When the city of Orlando switched its 3,000 employees to Google e-mail from Microsoft Outlook in January, other governments were watching — most notably Los Angeles, which has since done the same with its 34,000 workers.
"I don’t want to have my people worrying about e-mail if I can have someone else do it for me."
— Conrad Cross, Orlando's chief information officer
"They told us straight out they want us to be their poster child," says Conrad Cross, the city's chief information officer. "We have had somebody from their office with us for six weeks. When we went live, they sent in an additional seven Google staffers."
With its budget cuts growing from 5% two years ago to 12% today, the city was looking for ways to save money. Cross says his supervisor, CFO Rebecca Sutton, told him "to think of this as a business."

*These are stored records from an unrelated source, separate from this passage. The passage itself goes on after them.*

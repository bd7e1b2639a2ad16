//! Fallback serializer boundary
//!
//! Objects with no wire representation (booleans, tuples, class instances)
//! are turned into bytes by a serializer. The serializer in use is picked by a
//! [`SerializerPolicy`]; the bytes type tag written next to the payload picks
//! the deserializer on the read path, so reads never consult the policy.
//!
//! | Policy | Serializer | Tag |
//! |--------|------------|-----|
//! | `none` | none, the conversion fails | |
//! | `native` | [`NativeSerializer`] (bincode) | `Native` |
//! | `user` | the registered user serializer | `Blob` |

use crate::object::Object;
use kvmarshal_core::BytesType;
use serde::{Deserialize, Serialize};
use std::fmt;
use std::io;
use std::sync::Arc;
use thiserror::Error;

/// Serializer errors
#[derive(Debug, Error)]
pub enum SerializerError {
    /// Encoding the object failed
    #[error("Unable to serialize {type_name}: {reason}")]
    Serialize {
        /// Host type of the object
        type_name: String,
        /// Why it failed
        reason: String,
    },

    /// Decoding the payload failed
    #[error("Unable to deserialize bytes: {0}")]
    Deserialize(String),

    /// Writing the payload failed
    #[error("I/O error: {0}")]
    Io(#[from] io::Error),
}

/// Object to bytes and back
pub trait Serializer: Send + Sync {
    /// Write the encoded object into `out`
    fn serialize(&self, obj: &Object, out: &mut dyn io::Write) -> Result<(), SerializerError>;

    /// Decode an object from a payload this serializer wrote
    fn deserialize(&self, bytes: &[u8]) -> Result<Object, SerializerError>;
}

/// Which serializer handles unrepresentable objects
#[derive(Debug, Clone, Copy, Default, PartialEq, Eq, Serialize, Deserialize)]
#[serde(rename_all = "lowercase")]
pub enum SerializerPolicy {
    /// No fallback serialization
    None,
    /// The built-in serializer
    #[default]
    Native,
    /// The caller-registered serializer
    User,
}

impl SerializerPolicy {
    /// Bytes type tag written with this policy's output
    pub fn bytes_type(&self) -> Option<BytesType> {
        match self {
            SerializerPolicy::None => None,
            SerializerPolicy::Native => Some(BytesType::Native),
            SerializerPolicy::User => Some(BytesType::Blob),
        }
    }
}

/// Built-in serializer
///
/// Encodes the object graph with bincode. Payloads are only readable by this
/// binding.
#[derive(Debug, Clone, Copy, Default)]
pub struct NativeSerializer;

impl Serializer for NativeSerializer {
    fn serialize(&self, obj: &Object, out: &mut dyn io::Write) -> Result<(), SerializerError> {
        bincode::serialize_into(out, obj).map_err(|e| SerializerError::Serialize {
            type_name: obj.type_name().to_string(),
            reason: e.to_string(),
        })
    }

    fn deserialize(&self, bytes: &[u8]) -> Result<Object, SerializerError> {
        bincode::deserialize(bytes).map_err(|e| SerializerError::Deserialize(e.to_string()))
    }
}

/// The serializers available to a converter
#[derive(Clone, Default)]
pub struct Serializers {
    native: NativeSerializer,
    user: Option<Arc<dyn Serializer>>,
}

impl Serializers {
    /// Only the built-in serializer
    pub fn new() -> Self {
        Self::default()
    }

    /// Register a user serializer
    pub fn with_user(mut self, user: Arc<dyn Serializer>) -> Self {
        self.user = Some(user);
        self
    }

    /// Built-in serializer
    pub fn native(&self) -> &dyn Serializer {
        &self.native
    }

    /// User serializer, if registered
    pub fn user(&self) -> Option<&dyn Serializer> {
        self.user.as_deref()
    }

    /// Serializer for a policy; `None` when the policy selects nothing or no
    /// user serializer is registered
    pub fn for_policy(&self, policy: SerializerPolicy) -> Option<&dyn Serializer> {
        match policy {
            SerializerPolicy::None => None,
            SerializerPolicy::Native => Some(self.native()),
            SerializerPolicy::User => self.user(),
        }
    }

    /// Deserializer for a bytes type tag
    pub fn for_bytes_type(&self, ty: BytesType) -> Option<&dyn Serializer> {
        match ty {
            BytesType::Native => Some(self.native()),
            BytesType::Blob => self.user(),
            _ => None,
        }
    }
}

impl fmt::Debug for Serializers {
    fn fmt(&self, f: &mut fmt::Formatter<'_>) -> fmt::Result {
        f.debug_struct("Serializers")
            .field("native", &self.native)
            .field("user", &self.user.is_some())
            .finish()
    }
}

Cross is also considering ditching the $300-per-user Microsoft Office software in favor of Google's "cloud computing" capabilities that are included in the $45 price. Cloud computing allows users to work on applications on the internet rather than relying on software on their individual computers.
One of the biggest benefits besides cost, Cross says, is efficiency. Google's e-mail access gives employees about 250 times more storage, about 1 gigabit for each user. That means employees don't have to clean out their e-mail boxes every week or transfer files with large attachments.
Cross says Orlando has been getting calls from municipalities in other parts of the state and the nation looking for information and advice. "We started thinking it was time to look at the alternatives," Cross says. "I don't want to have my people worrying about e-mail if I can have someone else do it for me."